LLMs automatically compute verbal confidence during answer generation and cache it at the first post-answer position for later retrieval.

A machine-rendered reading of the paper's core claim, the machinery that carries it, and where it could break.

The paper investigates whether large language models calculate verbal confidence on demand when prompted or generate and store it automatically while producing their answer. Experiments using activation steering, patching, noising, and attention blocking on models such as Gemma 3 27B, Qwen 2.5 7B, and Magistral Small 24B across TriviaQA, BigMath, and MMLU show that relevant representations first appear at answer-adjacent positions. These cached states are then retrieved when the model verbalizes its confidence.
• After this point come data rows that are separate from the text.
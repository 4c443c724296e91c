//! Embedded project templates
//!
//! Template payloads are compiled into the binary and written out
//! byte-for-byte. The planner only sees them through [`TemplateSource`], so
//! tests can swap in an in-memory bundle.

use std::collections::HashMap;

// Embed source and build files
const MAIN_GO: &[u8] = include_bytes!("../../templates/main.go");
const GITIGNORE: &[u8] = include_bytes!("../../templates/gitignore");
const MAKEFILE: &[u8] = include_bytes!("../../templates/Makefile");
const README: &[u8] = include_bytes!("../../templates/README.md");
const CHANGELOG: &[u8] = include_bytes!("../../templates/CHANGELOG.md");

// Embed license texts
const LICENSE_MIT: &[u8] = include_bytes!("../../templates/licenses/mit");
const LICENSE_APACHE: &[u8] = include_bytes!("../../templates/licenses/apache");

// Embed deployment files
const DOCKERFILE: &[u8] = include_bytes!("../../templates/Dockerfile");
const JENKINSFILE: &[u8] = include_bytes!("../../templates/Jenkinsfile");

/// Template names as used by the planner
pub mod names {
    pub const MAIN_GO: &str = "main.go";
    pub const GITIGNORE: &str = "gitignore";
    pub const MAKEFILE: &str = "Makefile";
    pub const README: &str = "README.md";
    pub const CHANGELOG: &str = "CHANGELOG.md";
    pub const LICENSE_MIT: &str = "licenses/mit";
    pub const LICENSE_APACHE: &str = "licenses/apache";
    pub const DOCKERFILE: &str = "Dockerfile";
    pub const JENKINSFILE: &str = "Jenkinsfile";
}

/// Read-only mapping from template name to content
pub trait TemplateSource {
    /// Look up a template by name
    fn get(&self, name: &str) -> Option<&[u8]>;
}

/// The bundle compiled into the binary
#[derive(Debug, Clone, Copy, Default)]
pub struct EmbeddedTemplates;

impl TemplateSource for EmbeddedTemplates {
    fn get(&self, name: &str) -> Option<&[u8]> {
        let content = match name {
            names::MAIN_GO => MAIN_GO,
            names::GITIGNORE => GITIGNORE,
            names::MAKEFILE => MAKEFILE,
            names::README => README,
            names::CHANGELOG => CHANGELOG,
            names::LICENSE_MIT => LICENSE_MIT,
            names::LICENSE_APACHE => LICENSE_APACHE,
            names::DOCKERFILE => DOCKERFILE,
            names::JENKINSFILE => JENKINSFILE,
            _ => return None,
        };
        Some(content)
    }
}

impl TemplateSource for HashMap<String, Vec<u8>> {
    fn get(&self, name: &str) -> Option<&[u8]> {
        HashMap::get(self, name).map(Vec::as_slice)
    }
}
Linear probing and variance partitioning further indicate that the cached information captures a richer assessment of answer quality that goes beyond token log-probabilities.

Core claim

Verbal confidence arises from representations that emerge at answer-adjacent positions before the verbalization site, with information flowing from answer tokens to a cache at the first post-answer position via attention, and then to output; these cached representations explain substantial variance in verbal confidence beyond token log-probabilities, indicating an automatic and sophisticated self-evaluation of answer quality rather than post-hoc reconstruction.

What carries the argument

The cached confidence representation at the first post-answer position, which aggregates information from answer tokens and is later retrieved for verbalization.

If this is right

  • Verbal confidence can be directly influenced by intervening at the post-answer cache position.
  • Models perform automatic evaluation of answer quality that is independent of simple fluency or probability measures.
  • Information flow for confidence follows a specific path from answer tokens through the cache to verbal output.
  • Calibration improvements could target these internal cached states rather than output prompting alone.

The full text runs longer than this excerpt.